Hoje, o Serviço Médico-Veterinário (SMV) de Coimbra promove a esterilização de animais para adopção, contribuindo para o equilíbrio das espécies. Com quase 500 esterilizações desde o início do ano até 30 de Setembro (381 felinos e 97 canídeos). Promove-se a política de abate zero de animais saudáveis. As adopções têm aumentado significativamente: 224 animais adoptados em 2013, 406 em 2014 e em 2015, até 30 de Setembro, 516 animais foram adoptados no canil de Coimbra, a que se somam 117 outros em colónias CED e em regime aberto (RAVD). O canil/gatil é hoje um local aberto.
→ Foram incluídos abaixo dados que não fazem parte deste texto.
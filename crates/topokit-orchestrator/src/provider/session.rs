//! Engine session shared by the engine-backed providers.

use std::path::Path;
use std::sync::Arc;

use crate::container::{ContainerFilter, LABEL_ROLE};
use crate::error::Result;
use crate::images::ImageResolver;
use crate::manager::{ContainerManager, SharedManager};
use crate::options::ProviderOptions;
use crate::registry::ActiveNodeRegistry;
use crate::settings::ProviderSettings;
use topokit_core::NodeRole;

/// A container manager plus the state a provider keeps for the run.
///
/// Cloning is cheap; clones share the manager and the registry.
#[derive(Clone)]
pub struct EngineSession {
    manager: SharedManager,
    registry: ActiveNodeRegistry,
    images: ImageResolver,
    settings: Arc<ProviderSettings>,
}

impl EngineSession {
    /// Creates a session over `manager`.
    pub fn new(manager: SharedManager, settings: ProviderSettings) -> Self {
        Self {
            manager,
            registry: ActiveNodeRegistry::new(),
            images: ImageResolver::new(settings.config_root.clone()),
            settings: Arc::new(settings),
        }
    }

    /// Returns the container manager.
    pub fn manager(&self) -> &dyn ContainerManager {
        self.manager.as_ref()
    }

    /// Returns the active node registry.
    pub fn registry(&self) -> &ActiveNodeRegistry {
        &self.registry
    }

    /// Returns the image resolver.
    pub fn images(&self) -> &ImageResolver {
        &self.images
    }

    /// Returns the provider settings.
    pub fn settings(&self) -> &ProviderSettings {
        &self.settings
    }

    /// Returns the network nodes join, if network addressing is on.
    pub fn network(&self) -> Option<&str> {
        self.settings.network.as_deref()
    }

    /// Returns true if node ports are published on the host.
    pub fn expose_ports(&self) -> bool {
        self.settings.expose_ports
    }

    /// Loads provider options, from the default path when none is given.
    pub fn load_options(&self, path: Option<&Path>) -> Result<ProviderOptions> {
        ProviderOptions::from_file(&self.settings.options_path(path))
    }

    /// Counts server containers already present on any participant host.
    pub async fn existing_server_count(&self) -> Result<usize> {
        let filter = ContainerFilter::by_label(LABEL_ROLE, NodeRole::Server.name());
        Ok(self.manager.locate_containers(&filter).await?.len())
    }
}

#[cfg(test)]
mod tests {
    use super::*;
    use crate::testing::MockManager;

    #[tokio::test]
    async fn test_existing_server_count_uses_role_label() {
        let manager = MockManager::new()
            .with_existing("node_1", NodeRole::Server)
            .with_existing("node_2", NodeRole::Server)
            .with_existing("sg_1", NodeRole::Gateway)
            .with_unlabelled("couchbase_lookalike");
        let session = EngineSession::new(Arc::new(manager), ProviderSettings::default());

        assert_eq!(session.existing_server_count().await.unwrap(), 2);
    }

    #[test]
    fn test_missing_options_file() {
        let settings = ProviderSettings::builder()
            .config_root("/nonexistent")
            .build();
        let session = EngineSession::new(Arc::new(MockManager::new()), settings);
        assert!(session.load_options(None).is_err());
    }
}
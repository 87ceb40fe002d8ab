//! Error types for topology validation.

use thiserror::Error;

/// Errors raised while validating or expanding a topology.
#[derive(Debug, Clone, PartialEq, Eq, Error)]
pub enum TopologyError {
    /// Two groups expanded to the same node name.
    #[error("duplicate node name {name} (groups {first_group} and {second_group})")]
    DuplicateNodeName {
        /// The colliding name.
        name: String,
        /// Index of the group that produced the name first.
        first_group: usize,
        /// Index of the group that produced it again.
        second_group: usize,
    },

    /// A group is malformed.
    #[error("invalid node group {group}: {reason}")]
    InvalidGroup {
        /// Group name pattern.
        group: String,
        /// What is wrong with it.
        reason: String,
    },
}

impl TopologyError {
    /// Creates an invalid group error.
    pub fn invalid_group(group: impl Into<String>, reason: impl Into<String>) -> Self {
        Self::InvalidGroup {
            group: group.into(),
            reason: reason.into(),
        }
    }
}
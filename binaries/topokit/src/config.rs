//! Run configuration.
//!
//! A run is configured from an optional YAML file, then overridden by CLI
//! arguments. The topology may live inline under `topology:` or in its own
//! file passed with `--topology`.

use anyhow::Context;
use serde::{Deserialize, Serialize};
use std::path::{Path, PathBuf};
use std::time::Duration;
use topokit_core::Topology;
use topokit_orchestrator::ProviderSettings;

/// Run configuration.
#[derive(Debug, Clone, Default, Serialize, Deserialize)]
#[serde(default)]
pub struct RunConfig {
    /// Backend selection and engine access.
    pub provider: ProviderConfig,

    /// Requested topology.
    pub topology: Topology,

    /// Barrier and retry timing.
    pub timing: TimingConfig,

    /// Logging configuration.
    pub logging: LoggingConfig,
}

/// Backend selection and engine access.
#[derive(Debug, Clone, Serialize, Deserialize)]
#[serde(default)]
pub struct ProviderConfig {
    /// Backend selector, `kind[:argument]`.
    pub selector: String,

    /// Network to create and join.
    pub network: Option<String>,

    /// Engine endpoints; empty means the local engine.
    pub clients: Vec<String>,

    /// Whether to publish node ports on the host.
    pub expose_ports: bool,

    /// Provider options file, relative to the root.
    pub options: Option<PathBuf>,

    /// Root of the configuration tree.
    pub root: PathBuf,
}

impl Default for ProviderConfig {
    fn default() -> Self {
        Self {
            selector: "docker".to_string(),
            network: None,
            clients: Vec::new(),
            expose_ports: false,
            options: None,
            root: PathBuf::from("."),
        }
    }
}

/// Barrier and retry timing.
#[derive(Debug, Clone, Serialize, Deserialize)]
#[serde(default)]
pub struct TimingConfig {
    /// Join barrier timeout in seconds.
    pub barrier_timeout_secs: u64,

    /// Join barrier poll interval in milliseconds.
    pub barrier_poll_ms: u64,

    /// Delay after the join barrier in seconds.
    pub settle_delay_secs: u64,

    /// Address lookups retried after the first one.
    pub address_retries: u32,

    /// Delay between address lookups in seconds.
    pub address_backoff_secs: u64,

    /// Attempt budget for cluster service creation.
    pub service_attempts: u32,
}

impl Default for TimingConfig {
    fn default() -> Self {
        Self {
            barrier_timeout_secs: 600,
            barrier_poll_ms: 1000,
            settle_delay_secs: 5,
            address_retries: 5,
            address_backoff_secs: 3,
            service_attempts: 30,
        }
    }
}

/// Logging configuration.
#[derive(Debug, Clone, Serialize, Deserialize)]
#[serde(default)]
pub struct LoggingConfig {
    /// Log level (trace, debug, info, warn, error).
    pub level: String,

    /// Log format (pretty, json, compact).
    pub format: String,
}

impl Default for LoggingConfig {
    fn default() -> Self {
        Self {
            level: "info".to_string(),
            format: "compact".to_string(),
        }
    }
}

impl RunConfig {
    /// Loads configuration from a YAML file.
    pub fn from_file(path: &Path) -> anyhow::Result<Self> {
        let content = std::fs::read_to_string(path)?;
        let config: Self = serde_yaml::from_str(&content)?;
        Ok(config)
    }

    /// Merges CLI arguments into the configuration.
    pub fn merge_cli_args(&mut self, args: &super::CliArgs) -> anyhow::Result<()> {
        if let Some(ref selector) = args.provider {
            self.provider.selector = selector.clone();
        }
        if let Some(ref network) = args.network {
            self.provider.network = Some(network.clone());
        }
        if !args.client.is_empty() {
            self.provider.clients = args.client.clone();
        }
        if args.expose_ports {
            self.provider.expose_ports = true;
        }
        if let Some(ref options) = args.options {
            self.provider.options = Some(options.clone());
        }
        if let Some(ref root) = args.root {
            self.provider.root = root.clone();
        }
        if let Some(secs) = args.barrier_timeout_secs {
            self.timing.barrier_timeout_secs = secs;
        }
        if let Some(ref level) = args.log_level {
            self.logging.level = level.clone();
        }
        if let Some(ref path) = args.topology {
            self.topology = load_topology(path)?;
        }
        Ok(())
    }

    /// Validates the configuration.
    pub fn validate(&self) -> anyhow::Result<()> {
        let valid_levels = ["trace", "debug", "info", "warn", "error"];
        if !valid_levels.contains(&self.logging.level.to_lowercase().as_str()) {
            anyhow::bail!("Invalid log level: {}", self.logging.level);
        }

        let valid_formats = ["pretty", "json", "compact"];
        if !valid_formats.contains(&self.logging.format.to_lowercase().as_str()) {
            anyhow::bail!("Invalid log format: {}", self.logging.format);
        }

        if self.timing.barrier_poll_ms == 0 {
            anyhow::bail!("Barrier poll interval must be positive");
        }

        let gateways = self.topology.gateway_groups();
        for group in self.topology.servers.iter().chain(&gateways) {
            group
                .validate()
                .with_context(|| format!("Invalid node group {:?}", group.name))?;
        }

        Ok(())
    }

    /// Returns the provider settings for this run.
    pub fn provider_settings(&self) -> ProviderSettings {
        let timing = &self.timing;
        let mut builder = ProviderSettings::builder()
            .selector(&self.provider.selector)
            .network(self.provider.network.clone().unwrap_or_default())
            .expose_ports(self.provider.expose_ports)
            .config_root(&self.provider.root)
            .barrier_timeout(Duration::from_secs(timing.barrier_timeout_secs))
            .barrier_poll_interval(Duration::from_millis(timing.barrier_poll_ms))
            .settle_delay(Duration::from_secs(timing.settle_delay_secs))
            .address_retries(
                timing.address_retries,
                Duration::from_secs(timing.address_backoff_secs),
            )
            .service_attempts(timing.service_attempts);

        for client in &self.provider.clients {
            builder = builder.endpoint(client);
        }
        builder.build()
    }
}

/// Loads a topology from a YAML file.
pub fn load_topology(path: &Path) -> anyhow::Result<Topology> {
    let content = std::fs::read_to_string(path)
        .with_context(|| format!("Failed to read topology from {:?}", path))?;
    let topology: Topology = serde_yaml::from_str(&content)
        .with_context(|| format!("Failed to parse topology in {:?}", path))?;
    Ok(topology)
}
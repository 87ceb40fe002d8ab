//! Core topology types for topokit.
//!
//! This crate holds the pure data that describes a requested test topology
//! (node groups, gateway groups, per-node service assignments) and the name
//! expander that turns a group pattern into concrete node names. Nothing in
//! here talks to a container engine.
//!
//! # Example
//!
//! ```
//! use topokit_core::{expand_groups, NodeGroupSpec};
//!
//! let groups = vec![NodeGroupSpec::new("node_$", 3)];
//! let nodes = expand_groups(&groups).unwrap();
//!
//! let names: Vec<&str> = nodes.iter().map(|n| n.name.as_str()).collect();
//! assert_eq!(names, vec!["node_1", "node_2", "node_3"]);
//! ```

#![warn(missing_docs)]

pub mod error;
pub mod naming;
pub mod node;
pub mod topology;

pub use error::TopologyError;
pub use naming::{expand_groups, expand_groups_from, expand_name, NAME_PLACEHOLDER};
pub use node::{ExpandedNode, NodeRole};
pub use topology::{GatewaySpec, NodeGroupSpec, Topology};
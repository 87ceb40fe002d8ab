//! topokit - provision ephemeral test topologies.
//!
//! Selects a backend, provisions the topology's server groups, then its
//! gateway groups in front of the first running server, and prints a
//! per-node report for each step.
//!
//! # Usage
//!
//! ```bash
//! # Three servers on the local Docker engine, ports published on the host
//! topokit --topology topology.yml --expose-ports
//!
//! # Same topology on a swarm reached through two engines
//! topokit --provider swarm --client tcp://mgr-1:2375 --client tcp://mgr-2:2375 \
//!     --topology topology.yml
//!
//! # Addresses from providers/file/lab.yml, nothing launched
//! topokit --provider file:lab.yml --topology topology.yml
//! ```

mod config;

use anyhow::{Context, Result};
use clap::Parser;
use config::RunConfig;
use std::path::PathBuf;
use tracing::{error, info, warn};
use tracing_subscriber::{fmt, layer::SubscriberExt, util::SubscriberInitExt, EnvFilter};

use topokit_orchestrator::{build_provider, DockerConnector, NodeProvider, ProvisionReport};

/// CLI arguments for topokit.
#[derive(Parser, Debug)]
#[command(
    name = "topokit",
    about = "Provision ephemeral server and gateway topologies for test runs",
    version
)]
pub struct CliArgs {
    /// Path to the run configuration file.
    #[arg(short, long, value_name = "FILE")]
    config: Option<PathBuf>,

    /// Backend selector: docker, swarm, file[:hostfile] or dev[:endpoint].
    #[arg(short, long, value_name = "SELECTOR", env = "TOPOKIT_PROVIDER")]
    provider: Option<String>,

    /// Network to create and join (docker only).
    #[arg(short, long, value_name = "NAME")]
    network: Option<String>,

    /// Engine endpoint; repeat for several engines.
    #[arg(long, value_name = "URL", env = "DOCKER_HOST")]
    client: Vec<String>,

    /// Publish node ports on the host.
    #[arg(long)]
    expose_ports: bool,

    /// Provider options file, relative to the root.
    #[arg(short, long, value_name = "FILE")]
    options: Option<PathBuf>,

    /// Topology file.
    #[arg(short, long, value_name = "FILE")]
    topology: Option<PathBuf>,

    /// Root of the configuration tree.
    #[arg(long, value_name = "DIR")]
    root: Option<PathBuf>,

    /// Join barrier timeout in seconds.
    #[arg(long, value_name = "SECS")]
    barrier_timeout_secs: Option<u64>,

    /// Log level (trace, debug, info, warn, error).
    #[arg(short, long, value_name = "LEVEL")]
    log_level: Option<String>,

    /// Enable JSON log output.
    #[arg(long)]
    json_logs: bool,

    /// Print reports as JSON instead of tables.
    #[arg(long)]
    json_report: bool,

    /// Print the default configuration and exit.
    #[arg(long)]
    print_config: bool,
}

/// Initialize tracing/logging.
fn init_tracing(config: &config::LoggingConfig, json_logs: bool) -> Result<()> {
    let filter = EnvFilter::try_from_default_env()
        .or_else(|_| EnvFilter::try_new(&config.level))
        .context("Failed to parse log filter")?;

    let format = if json_logs {
        "json"
    } else {
        config.format.as_str()
    };

    match format {
        "json" => tracing_subscriber::registry()
            .with(filter)
            .with(fmt::layer().json())
            .try_init(),
        "pretty" => tracing_subscriber::registry()
            .with(filter)
            .with(fmt::layer().pretty())
            .try_init(),
        _ => tracing_subscriber::registry()
            .with(filter)
            .with(fmt::layer().compact())
            .try_init(),
    }
    .map_err(|e| anyhow::anyhow!("Failed to initialize tracing: {}", e))
}

fn print_report(report: &ProvisionReport, json: bool) -> Result<()> {
    if json {
        println!("{}", serde_json::to_string_pretty(report)?);
    } else {
        println!("{report}");
    }
    Ok(())
}

async fn run(config: &RunConfig, json_report: bool) -> Result<usize> {
    let settings = config.provider_settings();
    let topology = &config.topology;

    let provider = build_provider(&settings, topology, &DockerConnector::default())
        .await
        .with_context(|| format!("Failed to set up provider {:?}", settings.selector))?;

    let servers = provider
        .provision_servers(config.provider.options.as_deref(), &topology.servers)
        .await
        .context("Failed to provision servers")?;
    print_report(&servers, json_report)?;
    let mut problems = servers.problems().count();

    if !topology.gateways.is_empty() {
        let gateways = provider
            .provision_gateways(&topology.gateways, &servers.server_endpoints())
            .await
            .context("Failed to provision gateways")?;
        print_report(&gateways, json_report)?;
        problems += gateways.problems().count();
    }

    Ok(problems)
}

#[tokio::main]
async fn main() -> Result<()> {
    let args = CliArgs::parse();

    if args.print_config {
        println!("{}", serde_yaml::to_string(&RunConfig::default())?);
        return Ok(());
    }

    let mut config = if let Some(ref config_path) = args.config {
        RunConfig::from_file(config_path)
            .with_context(|| format!("Failed to load config from {:?}", config_path))?
    } else {
        RunConfig::default()
    };

    config.merge_cli_args(&args)?;
    config.validate().context("Invalid configuration")?;

    init_tracing(&config.logging, args.json_logs)?;

    info!(
        version = env!("CARGO_PKG_VERSION"),
        selector = %config.provider.selector,
        servers = config.topology.server_count(),
        "topokit starting"
    );

    if config.topology.servers.is_empty() {
        warn!("Topology has no server groups");
    }

    match run(&config, args.json_report).await {
        Ok(0) => {
            info!("All nodes running");
            Ok(())
        }
        Ok(problems) => {
            error!(problems, "Some nodes are not running");
            anyhow::bail!("{} node(s) did not start", problems)
        }
        Err(e) => {
            error!(error = %e, "Provisioning failed");
            Err(e)
        }
    }
}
A página facebook permite a divulgação e promoção de adopções. Frequentemente visitado por crianças e idosos, o canil/gatil coopera com diferentes projectos escolares e outros.

A Revista Veterinária Atual premiou o SMV de Coimbra na categoria Inovação na Medicina de Canis. O prémio é um reconhecimento do caminho percorrido e lança novos desafios. Na Câmara Municipal de Coimbra, o vereador da CDU promove uma política de bem-estar animal e de saúde pública, contribuindo para a construção de uma cidade com mais qualidade de vida.